● **Records from a dataset**:
▬▬▬

//! Relay configuration: defaults, environment, and a consuming builder.

use std::net::SocketAddr;

use crate::error::{Error, Result};
use crate::protocol::models::{AudioFormat, DEFAULT_MODEL, TurnDetection};
use crate::provider::SessionOptions;
use crate::transport::ws::DEFAULT_ENDPOINT;

pub const DEFAULT_LISTEN_ADDR: &str = "0.0.0.0:8080";
pub const DEFAULT_VOICE: &str = "coral";
pub const DEFAULT_TRANSCRIPTION_MODEL: &str = "whisper-1";

#[derive(Debug, Clone)]
pub struct RelayConfig {
    pub listen_addr: SocketAddr,
    pub api_key: String,
    pub endpoint: String,
    pub model: String,
    pub instructions: Option<String>,
    pub voice: String,
    pub input_audio_format: AudioFormat,
    pub output_audio_format: AudioFormat,
    pub turn_detection: Option<TurnDetection>,
    pub input_transcription_model: Option<String>,
    /// Append the failure message to tool error outputs sent to the model.
    pub detailed_tool_errors: bool,
}

impl Default for RelayConfig {
    fn default() -> Self {
        Self {
            listen_addr: SocketAddr::from(([0, 0, 0, 0], 8080)),
            api_key: String::new(),
            endpoint: DEFAULT_ENDPOINT.to_string(),
            model: DEFAULT_MODEL.to_string(),
            instructions: None,
            voice: DEFAULT_VOICE.to_string(),
            input_audio_format: AudioFormat::pcm_24khz(),
            output_audio_format: AudioFormat::pcm_24khz(),
            turn_detection: Some(TurnDetection::server_vad_default()),
            input_transcription_model: Some(DEFAULT_TRANSCRIPTION_MODEL.to_string()),
            detailed_tool_errors: false,
        }
    }
}

impl RelayConfig {
    #[must_use]
    pub fn builder() -> RelayConfigBuilder {
        RelayConfigBuilder::new()
    }

    /// Read `OPENAI_API_KEY` and the `RELAY_*` variables over the defaults.
    ///
    /// # Errors
    /// Returns an error if a variable is malformed or the result is invalid.
    pub fn from_env() -> Result<Self> {
        Self::from_lookup(|key| std::env::var(key).ok())
    }

    fn from_lookup(lookup: impl Fn(&str) -> Option<String>) -> Result<Self> {
        let mut builder = Self::builder();
        if let Some(key) = lookup("OPENAI_API_KEY") {
            builder = builder.api_key(key);
        }
        if let Some(addr) = lookup("RELAY_LISTEN_ADDR") {
            let addr = addr
                .parse()
                .map_err(|e| Error::Config(format!("RELAY_LISTEN_ADDR: {e}")))?;
            builder = builder.listen_addr(addr);
        }
        if let Some(model) = lookup("RELAY_MODEL") {
            builder = builder.model(model);
        }
        if let Some(endpoint) = lookup("RELAY_ENDPOINT") {
            builder = builder.endpoint(endpoint);
        }
        if let Some(instructions) = lookup("RELAY_INSTRUCTIONS") {
            builder = builder.instructions(instructions);
        }
        if let Some(voice) = lookup("RELAY_VOICE") {
            builder = builder.voice(voice);
        }
        if let Some(flag) = lookup("RELAY_DETAILED_TOOL_ERRORS") {
            let flag = flag
                .parse()
                .map_err(|e| Error::Config(format!("RELAY_DETAILED_TOOL_ERRORS: {e}")))?;
            builder = builder.detailed_tool_errors(flag);
        }
        builder.build()
    }

    /// Provider session configuration. Tools are added by the orchestrator.
    #[must_use]
    pub fn session_options(&self) -> SessionOptions {
        SessionOptions {
            model: self.model.clone(),
            instructions: self.instructions.clone(),
            voice: Some(self.voice.clone()),
            input_audio_format: self.input_audio_format.clone(),
            output_audio_format: self.output_audio_format.clone(),
            turn_detection: self.turn_detection.clone(),
            input_transcription_model: self.input_transcription_model.clone(),
            tools: Vec::new(),
        }
    }

    /// # Errors
    /// Returns `Error::Config` for a missing API key or unsupported audio formats.
    pub fn validate(&self) -> Result<()> {
        if self.api_key.trim().is_empty() {
            return Err(Error::Config("api_key required".to_string()));
        }
        if self.model.trim().is_empty() {
            return Err(Error::Config("model must not be empty".to_string()));
        }
        for format in [&self.input_audio_format, &self.output_audio_format] {
            format.validate().map_err(|e| Error::Config(e.to_string()))?;
        }
        Ok(())
    }
}

#[derive(Debug, Default)]
pub struct RelayConfigBuilder {
    config: RelayConfig,
}

impl RelayConfigBuilder {
    #[must_use]
    pub fn new() -> Self {
        Self::default()
    }

    #[must_use]
    pub fn api_key(mut self, key: impl Into<String>) -> Self {
        self.config.api_key = key.into();
        self
    }

    #[must_use]
    pub const fn listen_addr(mut self, addr: SocketAddr) -> Self {
        self.config.listen_addr = addr;
        self
    }

    #[must_use]
    pub fn endpoint(mut self, endpoint: impl Into<String>) -> Self {
        self.config.endpoint = endpoint.into();
        self
    }

    #[must_use]
    pub fn model(mut self, model: impl Into<String>) -> Self {
        self.config.model = model.into();
        self
    }

    #[must_use]
    pub fn instructions(mut self, instructions: impl Into<String>) -> Self {
        self.config.instructions = Some(instructions.into());
        self
    }

    #[must_use]
    pub fn voice(mut self, voice: impl Into<String>) -> Self {
        self.config.voice = voice.into();
        self
    }

    #[must_use]
    pub const fn input_audio_format(mut self, format: AudioFormat) -> Self {
        self.config.input_audio_format = format;
        self
    }

    #[must_use]
    pub const fn output_audio_format(mut self, format: AudioFormat) -> Self {
        self.config.output_audio_format = format;
        self
    }

    #[must_use]
    pub const fn turn_detection(mut self, turn_detection: Option<TurnDetection>) -> Self {
        self.config.turn_detection = turn_detection;
        self
    }

    #[must_use]
    pub fn input_transcription_model(mut self, model: Option<String>) -> Self {
        self.config.input_transcription_model = model;
        self
    }

    #[must_use]
    pub const fn detailed_tool_errors(mut self, enabled: bool) -> Self {
        self.config.detailed_tool_errors = enabled;
        self
    }

    /// # Errors
    /// Returns `Error::Config` when the configuration is invalid.
    pub fn build(self) -> Result<RelayConfig> {
        self.config.validate()?;
        Ok(self.config)
    }
}
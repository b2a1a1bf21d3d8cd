use serde::{Deserialize, Serialize};

use super::{Eagerness, Nullable, Voice};

#[derive(Debug, Clone, Serialize, Deserialize, PartialEq, Eq)]
#[serde(tag = "type", rename_all = "snake_case")]
pub enum AudioFormat {
    #[serde(rename = "audio/pcm")]
    Pcm {
        #[serde(default = "default_pcm_rate")]
        rate: u32,
    },
    #[serde(rename = "audio/pcmu")]
    Pcmu,
    #[serde(rename = "audio/pcma")]
    Pcma,
}

impl std::fmt::Display for AudioFormat {
    fn fmt(&self, f: &mut std::fmt::Formatter<'_>) -> std::fmt::Result {
        match self {
            Self::Pcm { .. } => write!(f, "audio/pcm"),
            Self::Pcmu => write!(f, "audio/pcmu"),
            Self::Pcma => write!(f, "audio/pcma"),
        }
    }
}

const PCM_24KHZ_RATE: u32 = 24_000;

const fn default_pcm_rate() -> u32 {
    PCM_24KHZ_RATE
}

impl Default for AudioFormat {
    fn default() -> Self {
        Self::pcm_24khz()
    }
}

impl AudioFormat {
    #[must_use]
    pub const fn pcm_24khz() -> Self {
        Self::Pcm {
            rate: PCM_24KHZ_RATE,
        }
    }

    /// # Errors
    /// Returns an error if a PCM format is configured with a non-24kHz rate.
    pub fn validate(&self) -> Result<(), crate::error::Error> {
        match self {
            Self::Pcm { rate } if *rate != PCM_24KHZ_RATE => {
                Err(crate::error::Error::InvalidClientEvent(format!(
                    "audio/pcm rate must be {PCM_24KHZ_RATE}, got {rate}"
                )))
            }
            _ => Ok(()),
        }
    }
}

#[derive(Debug, Clone, Serialize, Deserialize, Default)]
pub struct AudioConfig {
    #[serde(skip_serializing_if = "Option::is_none")]
    pub input: Option<InputAudioConfig>,
    #[serde(skip_serializing_if = "Option::is_none")]
    pub output: Option<OutputAudioConfig>,
}

#[derive(Debug, Clone, Serialize, Deserialize, Default)]
pub struct InputAudioConfig {
    #[serde(skip_serializing_if = "Option::is_none")]
    pub format: Option<AudioFormat>,
    #[serde(skip_serializing_if = "Option::is_none")]
    pub turn_detection: Option<Nullable<TurnDetection>>,
    #[serde(skip_serializing_if = "Option::is_none")]
    pub transcription: Option<Nullable<InputAudioTranscription>>,
}

#[derive(Debug, Clone, Serialize, Deserialize, Default)]
pub struct OutputAudioConfig {
    #[serde(skip_serializing_if = "Option::is_none")]
    pub format: Option<AudioFormat>,
    #[serde(skip_serializing_if = "Option::is_none")]
    pub voice: Option<Voice>,
    #[serde(skip_serializing_if = "Option::is_none")]
    pub speed: Option<f32>,
}

#[derive(Debug, Clone, Serialize, Deserialize, Default, PartialEq, Eq)]
pub struct InputAudioTranscription {
    #[serde(skip_serializing_if = "Option::is_none")]
    pub model: Option<String>,
    #[serde(skip_serializing_if = "Option::is_none")]
    pub language: Option<String>,
    #[serde(skip_serializing_if = "Option::is_none")]
    pub prompt: Option<String>,
}

#[derive(Debug, Clone, Serialize, Deserialize, PartialEq)]
#[serde(tag = "type", rename_all = "snake_case")]
pub enum TurnDetection {
    ServerVad {
        #[serde(skip_serializing_if = "Option::is_none")]
        threshold: Option<f32>,
        #[serde(skip_serializing_if = "Option::is_none")]
        prefix_padding_ms: Option<u32>,
        #[serde(skip_serializing_if = "Option::is_none")]
        silence_duration_ms: Option<u32>,
        #[serde(skip_serializing_if = "Option::is_none")]
        idle_timeout_ms: Option<u32>,
        #[serde(skip_serializing_if = "Option::is_none")]
        create_response: Option<bool>,
        #[serde(skip_serializing_if = "Option::is_none")]
        interrupt_response: Option<bool>,
    },
    SemanticVad {
        #[serde(skip_serializing_if = "Option::is_none")]
        eagerness: Option<Eagerness>,
        #[serde(skip_serializing_if = "Option::is_none")]
        create_response: Option<bool>,
        #[serde(skip_serializing_if = "Option::is_none")]
        interrupt_response: Option<bool>,
    },
}

impl TurnDetection {
    /// Server VAD with the thresholds a phone line needs: 0.5 sensitivity,
    /// 500 ms of prefix padding and 500 ms of trailing silence.
    #[must_use]
    pub const fn server_vad_default() -> Self {
        Self::ServerVad {
            threshold: Some(0.5),
            prefix_padding_ms: Some(500),
            silence_duration_ms: Some(500),
            idle_timeout_ms: None,
            create_response: None,
            interrupt_response: None,
        }
    }
}
use serde::{Deserialize, Serialize};
use serde_json::{Map, Value};

use super::{AudioConfig, Tool};

#[derive(Debug, Clone, Copy, Serialize, Deserialize, PartialEq, Eq, Default)]
#[serde(rename_all = "snake_case")]
pub enum SessionKind {
    #[default]
    Realtime,
    Transcription,
}

/// Body of a `session.update`. Partial: unset fields are left as they are.
#[derive(Debug, Clone, Serialize, Deserialize, Default)]
pub struct SessionUpdate {
    #[serde(rename = "type", skip_serializing_if = "Option::is_none")]
    pub kind: Option<SessionKind>,
    #[serde(skip_serializing_if = "Option::is_none")]
    pub instructions: Option<String>,
    #[serde(skip_serializing_if = "Option::is_none")]
    pub audio: Option<AudioConfig>,
    #[serde(skip_serializing_if = "Option::is_none")]
    pub tools: Option<Vec<Tool>>,
}

/// Session as reported by `session.created` / `session.updated`.
#[derive(Debug, Clone, Serialize, Deserialize)]
pub struct Session {
    #[serde(default)]
    pub id: Option<String>,
    #[serde(default)]
    pub model: Option<String>,
    /// Remaining fields, kept for logging.
    #[serde(flatten)]
    pub rest: Map<String, Value>,
}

▬▬▬

● **WHAT YOU HAVE TO DO**:
From the records above, copy out the line with "pub enum AudioFormat", the line with "if *rate != PCM_24KHZ_RATE", and every line between them, word for word.

● **REPLY**:
pub enum AudioFormat {
    #[serde(rename = "audio/pcm")]
    Pcm {
        #[serde(default = "default_pcm_rate")]
        rate: u32,
    },
    #[serde(rename = "audio/pcmu")]
    Pcmu,
    #[serde(rename = "audio/pcma")]
    Pcma,
}

impl std::fmt::Display for AudioFormat {
    fn fmt(&self, f: &mut std::fmt::Formatter<'_>) -> std::fmt::Result {
        match self {
            Self::Pcm { .. } => write!(f, "audio/pcm"),
            Self::Pcmu => write!(f, "audio/pcmu"),
            Self::Pcma => write!(f, "audio/pcma"),
        }
    }
}

const PCM_24KHZ_RATE: u32 = 24_000;

const fn default_pcm_rate() -> u32 {
    PCM_24KHZ_RATE
}

impl Default for AudioFormat {
    fn default() -> Self {
        Self::pcm_24khz()
    }
}

impl AudioFormat {
    #[must_use]
    pub const fn pcm_24khz() -> Self {
        Self::Pcm {
            rate: PCM_24KHZ_RATE,
        }
    }

    /// # Errors
    /// Returns an error if a PCM format is configured with a non-24kHz rate.
    pub fn validate(&self) -> Result<(), crate::error::Error> {
        match self {
            Self::Pcm { rate } if *rate != PCM_24KHZ_RATE => {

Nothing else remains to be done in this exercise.